EA COO Peter Moore has said criticism of Origin is already dying off, but the service needs time to grow and evolve, just as Steam did.
"It's one of those things where I would ask give us 18 months to two years. And if we sit here two years from now, start looking at it then," Moore told Kotaku.
"We need to continue to add social layers so there is value to the consumer so it doesn't feel like, in their words, 'something that is mandatory that I don't want.' And it got off to a rocky start for all the wrong reasons which were mostly inaccurate: accusations of spyware. The EULA… We were clearly focused on by some folks who said, 'We don't like this. How can we start picking things apart?'"
That intense, negative scrutiny has died off.
"It's quieted down. I don't think you see the initial level of vitriol", the executive said.
Moore pointed out - quite accurately - that Steam suffered similar birthing pains.
"If you go back and dust off the transcripts of when Steam first came out, it had the same reaction. People didn't like it," he said.
"They provided, over the years - to Gabe and the team's credit - value to the gamer. Those first 12 months were very rocky."
Origin wasn't launched with the intent of taking down Steam, Moore reiterated - it offers an alternative.

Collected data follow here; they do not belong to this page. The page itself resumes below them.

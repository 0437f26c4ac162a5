//! Queue-level error types.

use thiserror::Error;

#[derive(Debug, Error)]
pub enum QueueError {
    #[error("job '{0}' not found")]
    NotFound(String),

    #[error("queue storage error: {0}")]
    Store(String),
}
//! Repository functions — one function per database operation.
//!
//! Every function takes a `&DbPool` and returns a `Result<T, DbError>`.
//! No business logic, no domain types — pure SQL.

pub mod join_arrivals;
pub mod jobs;
pub mod runs;
pub mod schedules;
pub mod secrets;
pub mod workflows;
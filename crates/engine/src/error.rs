//! Engine-level error types.

use thiserror::Error;

/// Errors produced by the workflow engine (graph validation + execution).
#[derive(Debug, Error)]
pub enum EngineError {
    // ------ Graph errors ------
    /// Two or more nodes share the same ID.
    #[error("duplicate node ID: '{0}'")]
    DuplicateNodeId(String),

    /// An edge references a node ID that doesn't exist in the workflow.
    #[error("edge references unknown node '{node_id}' ({side} side)")]
    UnknownNodeReference { node_id: String, side: &'static str },

    /// The DAG has no trigger node.
    #[error("workflow has no trigger node")]
    NoTrigger,

    /// A non-trigger node is not reachable from any trigger.
    #[error("node '{0}' is not reachable from any trigger")]
    UnreachableNode(String),

    /// Cycle detection found a cycle not explained by a loop node.
    #[error("workflow graph contains a cycle outside of a loop construct")]
    CycleDetected,

    // ------ Execution errors ------
    /// A node failed with a fatal error; the node is marked ERROR without retry.
    #[error("node '{node_id}' failed fatally: {message}")]
    NodeFatal { node_id: String, message: String },

    /// A node's retryable error was exhausted.
    #[error("node '{node_id}' exceeded retry limit: {message}")]
    NodeRetryExhausted { node_id: String, message: String },

    /// An expression failed to parse or evaluate; the enclosing node is
    /// marked ERROR. Never propagates across the run.
    #[error("node '{node_id}' expression error: {message}")]
    ExpressionFailed { node_id: String, message: String },

    /// A `loop_while` exceeded `max_iterations`.
    #[error("node '{node_id}' exceeded max_iterations ({max})")]
    LoopIterationsExceeded { node_id: String, max: u32 },

    /// A join can never be satisfied because a required predecessor
    /// finalized as ERROR and its branch was the only path to the join.
    #[error("join '{0}' deadlocked: no more arrivals are possible")]
    JoinDeadlock(String),

    /// No node implementation is registered for a referenced node id during
    /// dispatch (should not happen for a validated DAG; defensive).
    #[error("node '{0}' referenced by an edge has no dispatch handler")]
    UnknownNode(String),

    /// A run-level deadline elapsed.
    #[error("run '{0}' exceeded its deadline")]
    RunTimedOut(String),

    // ------ Storage / collaborator errors ------
    /// A `WorkflowStore` or `RunStore` call failed. Wraps the storage
    /// backend's error message rather than a concrete type, so the engine
    /// crate has no compile-time dependency on any specific backend.
    #[error("storage error: {0}")]
    Store(String),

    /// The configured `ToolInvoker` rejected the call outright (distinct
    /// from a `NodeError` returned *by* the invoker).
    #[error("invoker error: {0}")]
    Invoker(String),
}
//! Evaluator for the expression sublanguage.
//!
//! Evaluation is total and bounded: every expression accepted by the parser
//! evaluates in a number of steps linear in its size, and a hard operation
//! ceiling (`MAX_OPS`) stands in for the 10ms CPU budget from the spec
//! without depending on wall-clock timing in tests.

use std::collections::HashMap;

use serde_json::Value;

use super::ast::{BinaryOp, Expr, PathSegment, UnaryOp};
use super::error::ExprError;

/// Upper bound on evaluation steps for a single `eval` call.
const MAX_OPS: usize = 10_000;

/// The variables an expression may reference: `inputs`, `vars`, `globals`,
/// and `node[<id>].outputs`.
#[derive(Debug, Clone)]
pub struct Scope<'a> {
    pub inputs: &'a Value,
    pub vars: &'a HashMap<String, Value>,
    pub globals: &'a Value,
    pub node_outputs: &'a HashMap<String, Value>,
}

struct Budget {
    remaining: usize,
}

impl Budget {
    fn tick(&mut self) -> Result<(), ExprError> {
        if self.remaining == 0 {
            return Err(ExprError::BudgetExceeded(MAX_OPS));
        }
        self.remaining -= 1;
        Ok(())
    }
}

/// Evaluate `expr` against `scope`, returning a JSON scalar/array/object.
pub fn eval(expr: &Expr, scope: &Scope) -> Result<Value, ExprError> {
    let mut budget = Budget { remaining: MAX_OPS };
    eval_inner(expr, scope, &mut budget)
}

fn eval_inner(expr: &Expr, scope: &Scope, budget: &mut Budget) -> Result<Value, ExprError> {
    budget.tick()?;
    match expr {
        Expr::Null => Ok(Value::Null),
        Expr::Bool(b) => Ok(Value::Bool(*b)),
        Expr::Number(n) => Ok(serde_json::json!(*n)),
        Expr::Str(s) => Ok(Value::String(s.clone())),
        Expr::Path(segments) => resolve_path(segments, scope),
        Expr::Unary(op, inner) => {
            let v = eval_inner(inner, scope, budget)?;
            match op {
                UnaryOp::Not => Ok(Value::Bool(!truthy(&v))),
                UnaryOp::Neg => {
                    let n = as_number(&v)?;
                    Ok(serde_json::json!(-n))
                }
            }
        }
        Expr::Len(inner) => {
            let v = eval_inner(inner, scope, budget)?;
            let len = match &v {
                Value::String(s) => s.chars().count(),
                Value::Array(a) => a.len(),
                Value::Object(o) => o.len(),
                Value::Null => 0,
                other => {
                    return Err(ExprError::Type(format!(
                        "len() is not defined for {other:?}"
                    )))
                }
            };
            Ok(serde_json::json!(len as f64))
        }
        Expr::IsNull(inner) => {
            let v = eval_inner(inner, scope, budget)?;
            Ok(Value::Bool(v.is_null()))
        }
        Expr::Binary(op, lhs, rhs) => eval_binary(*op, lhs, rhs, scope, budget),
    }
}

fn eval_binary(
    op: BinaryOp,
    lhs: &Expr,
    rhs: &Expr,
    scope: &Scope,
    budget: &mut Budget,
) -> Result<Value, ExprError> {
    // Short-circuit boolean connectives.
    match op {
        BinaryOp::And => {
            let l = eval_inner(lhs, scope, budget)?;
            if !truthy(&l) {
                return Ok(Value::Bool(false));
            }
            let r = eval_inner(rhs, scope, budget)?;
            return Ok(Value::Bool(truthy(&r)));
        }
        BinaryOp::Or => {
            let l = eval_inner(lhs, scope, budget)?;
            if truthy(&l) {
                return Ok(Value::Bool(true));
            }
            let r = eval_inner(rhs, scope, budget)?;
            return Ok(Value::Bool(truthy(&r)));
        }
        _ => {}
    }

    let l = eval_inner(lhs, scope, budget)?;
    let r = eval_inner(rhs, scope, budget)?;

    match op {
        BinaryOp::Add => Ok(serde_json::json!(as_number(&l)? + as_number(&r)?)),
        BinaryOp::Sub => Ok(serde_json::json!(as_number(&l)? - as_number(&r)?)),
        BinaryOp::Mul => Ok(serde_json::json!(as_number(&l)? * as_number(&r)?)),
        BinaryOp::Div => {
            let divisor = as_number(&r)?;
            if divisor == 0.0 {
                return Err(ExprError::Type("division by zero".into()));
            }
            Ok(serde_json::json!(as_number(&l)? / divisor))
        }
        BinaryOp::Eq => Ok(Value::Bool(values_equal(&l, &r))),
        BinaryOp::Ne => Ok(Value::Bool(!values_equal(&l, &r))),
        BinaryOp::Lt => Ok(Value::Bool(compare(&l, &r)? == std::cmp::Ordering::Less)),
        BinaryOp::Le => Ok(Value::Bool(compare(&l, &r)? != std::cmp::Ordering::Greater)),
        BinaryOp::Gt => Ok(Value::Bool(compare(&l, &r)? == std::cmp::Ordering::Greater)),
        BinaryOp::Ge => Ok(Value::Bool(compare(&l, &r)? != std::cmp::Ordering::Less)),
        BinaryOp::And | BinaryOp::Or => unreachable!("handled above"),
    }
}

fn resolve_path(segments: &[PathSegment], scope: &Scope) -> Result<Value, ExprError> {
    let (head, rest) = segments.split_first().expect("path has at least one segment");
    let head_name = match head {
        PathSegment::Field(name) => name.as_str(),
        PathSegment::Index(name) => name.as_str(),
    };

    let mut current = match head_name {
        "inputs" => scope.inputs.clone(),
        "globals" => scope.globals.clone(),
        "vars" => {
            let Some((first, rest2)) = rest.split_first() else {
                return Ok(Value::Object(
                    scope.vars.iter().map(|(k, v)| (k.clone(), v.clone())).collect(),
                ));
            };
            let key = segment_key(first);
            let v = scope
                .vars
                .get(key)
                .cloned()
                .ok_or_else(|| ExprError::UnresolvedRef(format!("vars.{key}")))?;
            return walk(v, rest2);
        }
        "node" => {
            let Some((first, rest2)) = rest.split_first() else {
                return Err(ExprError::UnresolvedRef("node[<id>] requires an id".into()));
            };
            let id = segment_key(first);
            let v = scope
                .node_outputs
                .get(id)
                .cloned()
                .ok_or_else(|| ExprError::UnresolvedRef(format!("node[{id}]")))?;
            // Node values are stored as raw outputs; wrap so `.outputs.field`
            // reads naturally off the path, matching the spec's scope grammar.
            return walk(serde_json::json!({ "outputs": v }), rest2);
        }
        other => return Err(ExprError::UnresolvedRef(other.to_string())),
    };

    for seg in rest {
        current = walk(current, std::slice::from_ref(seg))?;
    }
    Ok(current)
}

fn segment_key(seg: &PathSegment) -> &str {
    match seg {
        PathSegment::Field(s) | PathSegment::Index(s) => s,
    }
}

fn walk(mut current: Value, segments: &[PathSegment]) -> Result<Value, ExprError> {
    for seg in segments {
        let key = segment_key(seg);
        current = match current {
            Value::Object(ref mut map) => map
                .remove(key)
                .ok_or_else(|| ExprError::UnresolvedRef(key.to_string()))?,
            Value::Null => return Err(ExprError::UnresolvedRef(key.to_string())),
            other => {
                return Err(ExprError::Type(format!(
                    "cannot index {other:?} with field '{key}'"
                )))
            }
        };
    }
    Ok(current)
}

fn truthy(v: &Value) -> bool {
    match v {
        Value::Bool(b) => *b,
        Value::Null => false,
        Value::Number(n) => n.as_f64().map(|f| f != 0.0).unwrap_or(false),
        Value::String(s) => !s.is_empty(),
        Value::Array(a) => !a.is_empty(),
        Value::Object(o) => !o.is_empty(),
    }
}

fn as_number(v: &Value) -> Result<f64, ExprError> {
    v.as_f64()
        .ok_or_else(|| ExprError::Type(format!("expected number, found {v:?}")))
}

/// String equality is case-sensitive; numeric equality compares as f64.
fn values_equal(a: &Value, b: &Value) -> bool {
    match (a, b) {
        (Value::String(x), Value::String(y)) => x == y,
        (Value::Number(_), Value::Number(_)) => a.as_f64() == b.as_f64(),
        _ => a == b,
    }
}

fn compare(a: &Value, b: &Value) -> Result<std::cmp::Ordering, ExprError> {
    match (a, b) {
        (Value::String(x), Value::String(y)) => Ok(x.cmp(y)),
        _ => {
            let x = as_number(a)?;
            let y = as_number(b)?;
            x.partial_cmp(&y)
                .ok_or_else(|| ExprError::Type("NaN is not orderable".into()))
        }
    }
}
//! Row structs that map 1-to-1 onto database tables.
//!
//! These are *persistence* models — they carry no domain behaviour.
//! Domain types (the DAG, node kinds, run context) live in the `engine`
//! crate; this crate's job is converting between its rows and `engine`'s
//! `WorkflowStore` / `RunStore` trait types.

use chrono::{DateTime, Utc};
use serde::{Deserialize, Serialize};
use sqlx::FromRow;
use uuid::Uuid;

// ---------------------------------------------------------------------------
// workflows (versioned DAG definitions)
// ---------------------------------------------------------------------------

/// One immutable version of a workflow's compiled DAG.
#[derive(Debug, Clone, Serialize, Deserialize, FromRow)]
pub struct WorkflowRow {
    pub id: Uuid,
    pub workflow_id: String,
    pub version: i32,
    /// The `engine::Dag` serialized as JSON.
    pub definition: serde_json::Value,
    pub created_at: DateTime<Utc>,
}

// ---------------------------------------------------------------------------
// runs
// ---------------------------------------------------------------------------

/// A persisted run row, one per workflow activation.
#[derive(Debug, Clone, Serialize, Deserialize, FromRow)]
pub struct RunRow {
    pub id: Uuid,
    pub run_id: String,
    pub workflow_id: String,
    pub version: i32,
    pub user_id: String,
    pub source: String,
    pub trigger_digest: String,
    pub status: String,
    pub started_at: DateTime<Utc>,
    pub finished_at: Option<DateTime<Utc>>,
}

// ---------------------------------------------------------------------------
// node_executions
// ---------------------------------------------------------------------------

/// One (run, node, attempt) execution record.
#[derive(Debug, Clone, Serialize, Deserialize, FromRow)]
pub struct NodeExecutionRow {
    pub id: Uuid,
    pub run_id: String,
    pub node_id: String,
    pub attempt: i32,
    pub status: String,
    pub output: Option<serde_json::Value>,
    pub error: Option<String>,
    pub idem_key: String,
    pub started_at: DateTime<Utc>,
    pub finished_at: Option<DateTime<Utc>>,
}

// ---------------------------------------------------------------------------
// join_arrivals
// ---------------------------------------------------------------------------

/// One predecessor's arrival at a `join` node within a run.
#[derive(Debug, Clone, Serialize, Deserialize, FromRow)]
pub struct JoinArrivalRow {
    pub id: Uuid,
    pub run_id: String,
    pub join_node_id: String,
    pub from_node_id: String,
    pub arrived_at: DateTime<Utc>,
}

// ---------------------------------------------------------------------------
// secrets
// ---------------------------------------------------------------------------

/// A persisted secret row, referenced by validator-rewritten `secret_ref`
/// placeholders rather than ever appearing in a workflow definition.
#[derive(Debug, Clone, Serialize, Deserialize, FromRow)]
pub struct SecretRow {
    pub id: Uuid,
    pub workflow_id: String,
    pub key: String,
    /// AES-256 encrypted value (base64-encoded ciphertext).
    pub encrypted_value: String,
}

// ---------------------------------------------------------------------------
// job_queue
// ---------------------------------------------------------------------------

/// Possible statuses for a queued job.
/// A job row fetched from the queue table: one trigger activation waiting
/// for a worker to run it through `engine::Executor`. Status is kept as a
/// plain string here; `queue::model::JobStatus` owns the enum and its
/// `FromStr`/`as_str` mapping, the same split as `ScheduleRow`/`Schedule`.
#[derive(Debug, Clone, Serialize, Deserialize, FromRow)]
pub struct JobRow {
    pub id: Uuid,
    pub run_id: String,
    pub workflow_id: String,
    pub version: i32,
    pub user_id: String,
    pub trigger_node_id: String,
    pub status: String,
    pub attempts: i32,
    pub max_attempts: i32,
    pub payload: serde_json::Value,
    pub created_at: DateTime<Utc>,
    pub updated_at: DateTime<Utc>,
}

// ---------------------------------------------------------------------------
// schedules
// ---------------------------------------------------------------------------

/// A cron schedule attached to a workflow's schedule-based trigger node.
#[derive(Debug, Clone, Serialize, Deserialize, FromRow)]
pub struct ScheduleRow {
    pub id: Uuid,
    pub schedule_id: String,
    pub workflow_id: String,
    pub version: i32,
    pub user_id: String,
    pub trigger_node_id: String,
    pub cron_expr: String,
    pub timezone: String,
    pub catchup_policy: String,
    pub overlap_policy: String,
    pub jitter_ms: i32,
    pub paused: bool,
    pub start_at: Option<DateTime<Utc>>,
    pub end_at: Option<DateTime<Utc>>,
    pub last_scheduled_for: Option<DateTime<Utc>>,
    pub created_at: DateTime<Utc>,
}

/// One firing of a [`ScheduleRow`], recorded for catchup/dedup bookkeeping.
#[derive(Debug, Clone, Serialize, Deserialize, FromRow)]
pub struct ScheduleRunRow {
    pub id: Uuid,
    pub schedule_id: String,
    pub scheduled_for: DateTime<Utc>,
    pub run_id: Option<String>,
    pub status: String,
    pub idem_key: String,
    pub created_at: DateTime<Utc>,
    pub updated_at: DateTime<Utc>,
}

"I think it's healthy for the industry to have more opportunities to go, if you will, to shop around, to find different things that you like, different content. The more stores there are for me in the mall, the more entertaining it is. I like the gamut. I like choice," he explained.
"We felt the PC business was having a little bit of a renaissance and we felt great opportunity with both Star Wars and Battlefield. Mass Effect to come. That this was the time to build out a true platform.
"It's an open platform. There is nothing I would love more than to have Valve's, everybody's games. We're talking to every publisher, as you can imagine."